Adapun pada malam pertengahan bulan Syakban (malam Nisfu Syaban), lanjut Kiai Miftah, dosa-dosa manusia diampuni oleh Allah SWT, kecuali dosa-dosa orang musyrik dan orang-orang yang bermusuhan. "Guru-guru kita mengajarkan kita untuk menjalankan ritual doa bersama pada malam ini dengan harapan agar catatan amal baik kita diterima Allah dan amal buruk diampuni oleh-Nya," katanya.
Berikut ini hadits tentang malam Nisfu Syaban yang diriwayatkan dari Siti Aisyah RA:
عن أم المؤمنين عائشة - رضي الله عنها - قالت: " قَامَ رَسُولُ اللهِ صَلَّى اللَّهُ عَلَيْهِ وَسَلَّمَ مِنَ اللَّيْلِ يُصَلِّي فَأَطَالَ السُّجُودَ حَتَّى ظَنَنْتُ أَنَّهُ قَدْ قُبِضَ، فَلَمَّا رَأَيْتُ ذَلِكَ قُمْتُ حَتَّى حَرَّكْتُ إِبْهَامَهُ فَتَحَرَّكَ، فَرَجَعْتُ، فَلَمَّا رَفَعَ رَأْسَهُ مِنَ السُّجُودِ، وَفَرَغَ مِنْ صَلَاتِهِ، قَالَ: " يَا عَائِشَةُ أَوْ يَا حُمَيْرَاءُ ظَنَنْتِ أَنَّ النَّبِيَّ خَاسَ بِكِ؟ "، قُلْتُ: لَا وَاللهِ يَا رَسُولَ اللهِ وَلَكِنِّي ظَنَنْتُ أَنَّكَ قُبِضْتَ لِطُولِ سُجُودِكَ، فَقَالَ: " أَتَدْرِينَ أَيَّ لَيْلَةٍ هَذِهِ؟ "، قُلْتُ: اللهُ وَرَسُولُهُ أَعْلَمُ، قَالَ: "هَذِهِ لَيْلَةُ النِّصْفِ مِنْ شَعْبَانَ، إِنَّ اللهَ عَزَّ وَجَلَّ يَطْلُعُ عَلَى عِبَادِهِ فِي لَيْلَةِ النِّصْفِ مِنْ شَعْبَانَ فَيَغْفِرُ لِلْمُسْتَغْفِرِينَ، وَيَرْحَمُ الْمُسْتَرْحِمِينَ، وَيُؤَخِّرُ أَهْلَ الْحِقْدِ كَمَا هُمْ "

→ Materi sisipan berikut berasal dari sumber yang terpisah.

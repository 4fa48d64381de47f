use sims::{configuration::Settings, startup::Application, telemetry::{get_subscriber, init_subscriber}};

#[actix_web::main]
async fn main() -> anyhow::Result<()>{
    let subscriber = get_subscriber("Sims".into(), "info".into(), std::io::stdout);
    init_subscriber(subscriber);

    let config = Settings::get();

    let application = Application::new(config).await?;
    application.server.await?;
    Ok(())
}
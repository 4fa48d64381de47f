use chrono::{DateTime, Utc};
use diesel::prelude::{Insertable, Queryable};
use uuid::Uuid;

use crate::schema::{categories, order_items, orders, products, suppliers, users};

#[derive(Queryable, Insertable, Clone)]
#[diesel(table_name = users)]
pub struct User{
    pub user_id: Uuid,
    pub full_name: String,
    pub email: String,
    pub password: String,
    pub phone_number: Option<String>,
    pub role: String,
    pub is_approved: bool,
    pub created_at: DateTime<Utc>
}

#[derive(Queryable, Insertable, Clone)]
#[diesel(table_name = categories)]
pub struct Category{
    pub category_id: Uuid,
    pub name: String,
    pub description: Option<String>,
    pub created_at: DateTime<Utc>
}

#[derive(Queryable, Insertable, Clone)]
#[diesel(table_name = suppliers)]
pub struct Supplier{
    pub supplier_id: Uuid,
    pub name: String,
    pub contact_person: Option<String>,
    pub email: Option<String>,
    pub phone: Option<String>,
    pub address: Option<String>,
    pub created_at: DateTime<Utc>
}

#[derive(Queryable, Insertable, Clone)]
#[diesel(table_name = products)]
pub struct Product{
    pub product_id: Uuid,
    pub name: String,
    pub description: Option<String>,
    pub category_id: Option<Uuid>,
    pub supplier_id: Option<Uuid>,
    pub price: f64,
    pub quantity: i32,
    pub reorder_level: i32,
    pub created_at: DateTime<Utc>
}

#[derive(Queryable, Insertable, Clone)]
#[diesel(table_name = orders)]
pub struct Order{
    pub order_id: Uuid,
    pub customer_id: Uuid,
    pub order_date: DateTime<Utc>,
    pub status: String,
    pub total_amount: f64,
    pub shipping_address: Option<String>
}

#[derive(Queryable, Insertable, Clone)]
#[diesel(table_name = order_items)]
pub struct OrderItemModel{
    pub order_item_id: Uuid,
    pub order_id: Uuid,
    pub product_id: Uuid,
    pub quantity: i32,
    // Unit price at time of purchase, kept independent of later product edits
    pub price: f64
}
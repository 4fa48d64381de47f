use std::{error::Error, fmt::Debug};

use anyhow::Context;
use chrono::Utc;
use diesel::{ExpressionMethods, OptionalExtension, QueryDsl, QueryResult, RunQueryDsl};
use secrecy::{ExposeSecret, SecretString};
use serde::Serialize;
use thiserror::Error;
use uuid::Uuid;

use crate::{auth::jwt::UserRole, models::User, password::compute_password_hash, schema::users, telemetry::spawn_blocking_with_tracing, utils::{write_error_chain, DbConnection}};

pub async fn get_user_from_email(
    mut conn: DbConnection,
    email_string: String
) -> Result<QueryResult<User>, anyhow::Error> {
    let res = spawn_blocking_with_tracing(move || {
        let res: QueryResult<User> = users::table
            .filter(users::email.eq(email_string))
            .get_result::<User>(&mut conn);

        res
    })
    .await
    .context("Failed due to threadpool error")?;

    Ok(res)
}

// Error associated with inserting user to users table
#[derive(Error)]
pub enum UserInsertError{
    #[error("email field is not unique")]
    EmailNotUnique(#[source] diesel::result::Error),
    #[error("unexpected database / hashing error occured")]
    UnexpectedError(#[from] anyhow::Error)
}

impl Debug for UserInsertError {
    fn fmt(&self, f: &mut std::fmt::Formatter<'_>) -> std::fmt::Result {
        write!(f, "{}", self)?;
        write_error_chain(f, &self.source())
    }
}

#[derive(Debug)]
pub struct NewUser{
    pub full_name: String,
    pub email: String,
    pub phone_number: Option<String>,
    pub role: UserRole
}

#[tracing::instrument(
    "Inserting user into the database",
    skip(conn, password)
)]
pub async fn insert_user_into_database(
    mut conn: DbConnection,
    new_user: NewUser,
    password: SecretString
) -> Result<Uuid, UserInsertError> {

    let password_hash = spawn_blocking_with_tracing(move || {
        compute_password_hash(password)
    })
    .await
    .context("Failed due to threadpool error")
    .map_err(UserInsertError::UnexpectedError)?
    .map_err(UserInsertError::UnexpectedError)?;

    let uid = Uuid::new_v4();
    // Customers may log in straight away; staff wait for admin approval
    let is_approved = new_user.role == UserRole::Customer;
    let user = User{
        user_id: uid,
        full_name: new_user.full_name,
        email: new_user.email,
        password: password_hash.expose_secret().to_string(),
        phone_number: new_user.phone_number,
        role: new_user.role.as_str().to_string(),
        is_approved,
        created_at: Utc::now()
    };

    spawn_blocking_with_tracing(move || {
        diesel::insert_into(users::table)
            .values(user)
            .execute(&mut conn)
            .map_err(|e|{
                match e {
                    diesel::result::Error::DatabaseError(
                        diesel::result::DatabaseErrorKind::UniqueViolation,
                        ref _a
                    ) => {
                        UserInsertError::EmailNotUnique(e)
                    },

                    _ => UserInsertError::UnexpectedError(anyhow::anyhow!("Unexpected diesel / database error"))
                }
            })
    })
    .await
    .context("Failed due to threadpool error")
    .map_err(UserInsertError::UnexpectedError)??;

    Ok(uid)
}

// Row shape returned to the admin user list; never includes the password hash
#[derive(Serialize)]
pub struct UserRecord{
    pub user_id: Uuid,
    pub full_name: String,
    pub email: String,
    pub phone_number: Option<String>,
    pub role: String,
    pub is_approved: bool,
    pub created_at: String
}

#[tracing::instrument(
    "Listing users with optional role / approval filters",
    skip(conn)
)]
pub async fn list_users(
    mut conn: DbConnection,
    role_filter: Option<UserRole>,
    approval_filter: Option<bool>
) -> Result<Vec<UserRecord>, anyhow::Error>{
    let rows: Vec<User> = spawn_blocking_with_tracing(move || {
        let mut query = users::table.into_boxed();

        if let Some(role) = role_filter{
            query = query.filter(users::role.eq(role.as_str()));
        }

        if let Some(approved) = approval_filter{
            query = query.filter(users::is_approved.eq(approved));
        }

        query
            .order(users::created_at.desc())
            .load::<User>(&mut conn)
            .context("Failed to load users")
    })
    .await
    .context("Failed due to threadpool error")??;

    Ok(rows.into_iter().map(|user| UserRecord{
        user_id: user.user_id,
        full_name: user.full_name,
        email: user.email,
        phone_number: user.phone_number,
        role: user.role,
        is_approved: user.is_approved,
        created_at: user.created_at.to_rfc3339()
    }).collect())
}

// Error associated with approving a staff account
#[derive(Error)]
pub enum ApproveStaffError{
    #[error("Failed due to threadpool error")]
    ThreadpoolError(#[from] tokio::task::JoinError),
    #[error("Failed to run query")]
    RunQueryError(#[from] diesel::result::Error),
    #[error("user_id: {0} doesn't exist")]
    NoUserIdError(Uuid),
    #[error("user_id: {0} is not a staff account")]
    NotStaffError(Uuid)
}

impl Debug for ApproveStaffError {
    fn fmt(&self, f: &mut std::fmt::Formatter<'_>) -> std::fmt::Result {
        write!(f, "{}", self)?;
        write_error_chain(f, &self.source())
    }
}

#[tracing::instrument(
    "Approving staff account",
    skip(conn)
)]
pub async fn approve_staff(
    mut conn: DbConnection,
    user_id: Uuid
) -> Result<(), ApproveStaffError> {
    spawn_blocking_with_tracing(move || {
        let role: Option<String> = users::table
            .select(users::role)
            .filter(users::user_id.eq(user_id))
            .first::<String>(&mut conn)
            .optional()?;

        match role.as_deref() {
            None => return Err(ApproveStaffError::NoUserIdError(user_id)),
            Some("staff") => {},
            Some(_) => return Err(ApproveStaffError::NotStaffError(user_id))
        }

        diesel::update(users::table)
            .filter(users::user_id.eq(user_id))
            .set(users::is_approved.eq(true))
            .execute(&mut conn)?;

        Ok(())
    })
    .await??;

    Ok(())
}

// Error associated with deleting a user
#[derive(Error)]
pub enum DeleteUserError{
    #[error("Failed due to threadpool error")]
    ThreadpoolError(#[from] tokio::task::JoinError),
    #[error("Failed to run query")]
    RunQueryError(#[from] diesel::result::Error),
    #[error("user_id: {0} doesn't exist")]
    NoUserIdError(Uuid),
    #[error("admin users cannot be deleted")]
    AdminDeleteError
}

impl Debug for DeleteUserError {
    fn fmt(&self, f: &mut std::fmt::Formatter<'_>) -> std::fmt::Result {
        write!(f, "{}", self)?;
        write_error_chain(f, &self.source())
    }
}

#[tracing::instrument(
    "Deleting user from the database",
    skip(conn)
)]
pub async fn delete_user(
    mut conn: DbConnection,
    user_id: Uuid
) -> Result<(), DeleteUserError> {
    spawn_blocking_with_tracing(move || {
        let role: Option<String> = users::table
            .select(users::role)
            .filter(users::user_id.eq(user_id))
            .first::<String>(&mut conn)
            .optional()?;

        match role.as_deref() {
            None => return Err(DeleteUserError::NoUserIdError(user_id)),
            Some("admin") => return Err(DeleteUserError::AdminDeleteError),
            Some(_) => {}
        }

        diesel::delete(users::table)
            .filter(users::user_id.eq(user_id))
            .execute(&mut conn)?;

        Ok(())
    })
    .await??;

    Ok(())
}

Dari Aisyah RA, dia berkata, "Rasulullah SAW bangun pada suatu malam mendirikan sholat dan sungguh lama sujudnya sehingga aku menyangka beliau telah wafat. Melihat itu, aku bangun untuk menggerakkan ibu jari beliau, dan bergerak. Kemudian aku kembali."
Setelah Rasulullah mengangkat kepala dari sujudnya dan selesai sholat, beliau bertanya, "Wahai Humaira (Aisyah), apakah engkau menyangka Nabi telah mengkhianatimu?"
Lalu Aisyah menjawab, "Tidak, demi Allah Ya Rasulullah. Akan tetapi aku menyangka engkau telah tiada karena terlalu lama sujud." Kemudian Rasulullah bertanya, "Tahukah kamu, malam apa ini?" Aku menjawab, "Allah dan Rasul-Nya lebih tahu."
Rasulullah SAW bersabda, "Malam ini adalah malam Nisfu Sya'ban. Sesungguhnya Allah SWT melihat kepada hamba-hamba-Nya pada malam Nisfu Sya'ban dan memberi ampunan kepada mereka yang memohon ampunan, memberi rahmat kepada mereka yang meminta rahmat dan mengakhirkan mereka yang menyimpan dendam." (HR Al Baihaqi dalam Syu'ab Al Iman)
Hadits lain juga memberitahukan ihwal keutamaan malam Nisfu Syaban. Diriwayatkan dari Ali bin Abi Thalib RA, Nabi Muhammad SAW bersabda:
«إذا كانت ليلة النصف من شعبان فقوموا ليلها وصوموا نهارها؛ فإن الله ينزل فيها لغروب الشمس إلى السماء الدنيا، فيقول: ألا من مستغفر فأغفر له، ألا مسترزق فأرزقه، ألا مبتلى فأعافيه، ألا كذا، ألا كذا، حتى يطلع الفجر»
"Jika (datang) malam Nishfu Syaban, maka sholatlah pada malam harinya dan berpuasa pada siangnya. Karena sesungguhnya Allah turun pada saat menjelang terbenam matahari ke langit yang paling terdekat. Lalu Allah menyeru, 'Siapa orang yang beristighfar kepada-Ku maka akan Aku ampuni. Siapa yang meminta rezeki, maka Aku akan memberikan rezeki. Siapa yang sakit, maka akan Aku sembuhkan! Siapa yang begini, siapa yang begini… dan seterusnya, hingga terbit fajar.'" (HR. Ibnu Majah dan Al-Baihaqi)
Dengan demikian, Kiai Miftah menyampaikan, sejatinya bulan Syaban seolah menjadi pintu gerbang yang mengingatkan setiap Muslim untuk mempersiapkan diri dan membawa bekal persiapan yang cukup untuk menghadapi dan memasuki suasana serta kondisi baru. Agar tidak kaget saat memasuki bulan Ramadhan, Rasulullah SAW telah memberi contoh dengan melakukan latihan dan peningkatan ibadah selama bulan Syaban.
"Semoga kita dapat memaksimalkan keutamaan dan keistimewaan bulan Syaban sebagai pemanasan menuju bulan suci Ramadhan. Mari kita berusaha untuk memperbaiki kualitas dan kuantitas ibadah kita, serta berpuasa sebagai persiapan menghadapi bulan yang penuh berkah dan ampunan," tuturnya.